** Recorded information **
====================
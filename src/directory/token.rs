//! Session tokens.
//!
//! Short-lived HS256 tokens issued at login and presented over the
//! signaling socket before any other message. Claims carry the device
//! identity so the socket handler never re-reads the directory for
//! authentication.

use chrono::Utc;
use jsonwebtoken::{decode, encode, DecodingKey, EncodingKey, Header, Validation};
use secrecy::{ExposeSecret, SecretString};
use serde::{Deserialize, Serialize};

use super::Device;
use crate::errors::CoordinatorError;

/// Claims embedded in a session token.
#[derive(Debug, Clone, Serialize, Deserialize)]
pub struct Claims {
    /// Device id.
    pub sub: String,
    #[serde(rename = "companyId")]
    pub company_id: String,
    /// Device display name at issue time.
    pub name: String,
    pub iat: i64,
    pub exp: i64,
}

/// Issues and verifies session tokens.
pub struct TokenService {
    encoding: EncodingKey,
    decoding: DecodingKey,
    ttl_seconds: u64,
}

impl TokenService {
    #[must_use]
    pub fn new(secret: &SecretString, ttl_seconds: u64) -> Self {
        let bytes = secret.expose_secret().as_bytes();
        Self {
            encoding: EncodingKey::from_secret(bytes),
            decoding: DecodingKey::from_secret(bytes),
            ttl_seconds,
        }
    }

    /// Issue a token for an authenticated device.
    pub fn issue(&self, device: &Device) -> Result<String, CoordinatorError> {
        let now = Utc::now().timestamp();
        let claims = Claims {
            sub: device.id.clone(),
            company_id: device.company_id.clone(),
            name: device.name.clone(),
            iat: now,
            exp: now + self.ttl_seconds as i64,
        };
        encode(&Header::default(), &claims, &self.encoding)
            .map_err(|e| CoordinatorError::Internal(format!("token encode failed: {e}")))
    }

    /// Verify a token and return its claims. Expired or tampered tokens
    /// fail with `AuthFailed`.
    pub fn verify(&self, token: &str) -> Result<Claims, CoordinatorError> {
        decode::<Claims>(token, &self.decoding, &Validation::default())
            .map(|data| data.claims)
            .map_err(|e| CoordinatorError::AuthFailed(e.to_string()))
    }
}

#[cfg(test)]
#[allow(clippy::unwrap_used, clippy::expect_used)]
mod tests {
    use super::*;
    use chrono::Utc;

    fn test_device() -> Device {
        Device {
            id: "dev_1".to_string(),
            company_id: "co_1".to_string(),
            name: "Truck 7".to_string(),
            account_number: "12345".to_string(),
            password_hash: String::new(),
            created_at: Utc::now(),
        }
    }

    fn service() -> TokenService {
        TokenService::new(&SecretString::from("test-secret-1234567890".to_string()), 3600)
    }

    #[test]
    fn test_issue_and_verify_round_trip() {
        let service = service();
        let token = service.issue(&test_device()).unwrap();
        let claims = service.verify(&token).unwrap();

        assert_eq!(claims.sub, "dev_1");
        assert_eq!(claims.company_id, "co_1");
        assert_eq!(claims.name, "Truck 7");
        assert!(claims.exp > claims.iat);
    }

    #[test]
    fn test_verify_rejects_wrong_secret() {
        let token = service().issue(&test_device()).unwrap();
        let other = TokenService::new(&SecretString::from("other-secret".to_string()), 3600);

        assert!(matches!(
            other.verify(&token),
            Err(CoordinatorError::AuthFailed(_))
        ));
    }

    #[test]
    fn test_verify_rejects_garbage() {
        assert!(matches!(
            service().verify("not.a.token"),
            Err(CoordinatorError::AuthFailed(_))
        ));
    }
}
====================
** Try it **
Everything in the listing must be written out again without any change.

** Result of this task **
filename src/directory/token.rs
//! Session tokens.
//!
//! Short-lived HS256 tokens issued at login and presented over the
//! signaling socket before any other message. Claims carry the device
//! identity so the socket handler never re-reads the directory for
//! authentication.

use chrono::Utc;
use jsonwebtoken::{decode, encode, DecodingKey, EncodingKey, Header, Validation};
use secrecy::{ExposeSecret, SecretString};
use serde::{Deserialize, Serialize};

use super::Device;
use crate::errors::CoordinatorError;

/// Claims embedded in a session token.
#[derive(Debug, Clone, Serialize, Deserialize)]
pub struct Claims {
    /// Device id.
    pub sub: String,
    #[serde(rename = "companyId")]
    pub company_id: String,
    /// Device display name at issue time.
    pub name: String,
    pub iat: i64,
    pub exp: i64,
}

/// Issues and verifies session tokens.
pub struct TokenService {
    encoding: EncodingKey,
    decoding: DecodingKey,
    ttl_seconds: u64,
}

impl TokenService {
    #[must_use]
    pub fn new(secret: &SecretString, ttl_seconds: u64) -> Self {
        let bytes = secret.expose_secret().as_bytes();
        Self {
            encoding: EncodingKey::from_secret(bytes),
            decoding: DecodingKey::from_secret(bytes),
            ttl_seconds,
        }
    }

    /// Issue a token for an authenticated device.
    pub fn issue(&self, device: &Device) -> Result<String, CoordinatorError> {
        let now = Utc::now().timestamp();
        let claims = Claims {
            sub: device.id.clone(),
            company_id: device.company_id.clone(),
            name: device.name.clone(),
            iat: now,
            exp: now + self.ttl_seconds as i64,
        };
        encode(&Header::default(), &claims, &self.encoding)
            .map_err(|e| CoordinatorError::Internal(format!("token encode failed: {e}")))
    }

    /// Verify a token and return its claims. Expired or tampered tokens
    /// fail with `AuthFailed`.
    pub fn verify(&self, token: &str) -> Result<Claims, CoordinatorError> {
        decode::<Claims>(token, &self.decoding, &Validation::default())
            .map(|data| data.claims)
            .map_err(|e| CoordinatorError::AuthFailed(e.to_string()))
    }
}

#[cfg(test)]
#[allow(clippy::unwrap_used, clippy::expect_used)]
mod tests {
    use super::*;
    use chrono::Utc;

    fn test_device() -> Device {
        Device {
            id: "dev_1".to_string(),
            company_id: "co_1".to_string(),
            name: "Truck 7".to_string(),
            account_number: "12345".to_string(),
            password_hash: String::new(),
            created_at: Utc::now(),
        }
    }

    fn service() -> TokenService {
        TokenService::new(&SecretString::from("test-secret-1234567890".to_string()), 3600)
    }

    #[test]
    fn test_issue_and_verify_round_trip() {
        let service = service();
        let token = service.issue(&test_device()).unwrap();
        let claims = service.verify(&token).unwrap();

        assert_eq!(claims.sub, "dev_1");
        assert_eq!(claims.company_id, "co_1");
        assert_eq!(claims.name, "Truck 7");
        assert!(claims.exp > claims.iat);
    }

    #[test]
    fn test_verify_rejects_wrong_secret() {
        let token = service().issue(&test_device()).unwrap();
        let other = TokenService::new(&SecretString::from("other-secret".to_string()), 3600);

        assert!(matches!(
            other.verify(&token),
            Err(CoordinatorError::AuthFailed(_))
        ));
    }

    #[test]
    fn test_verify_rejects_garbage() {
        assert!(matches!(
            service().verify("not.a.token"),
            Err(CoordinatorError::AuthFailed(_))
        ));
    }
}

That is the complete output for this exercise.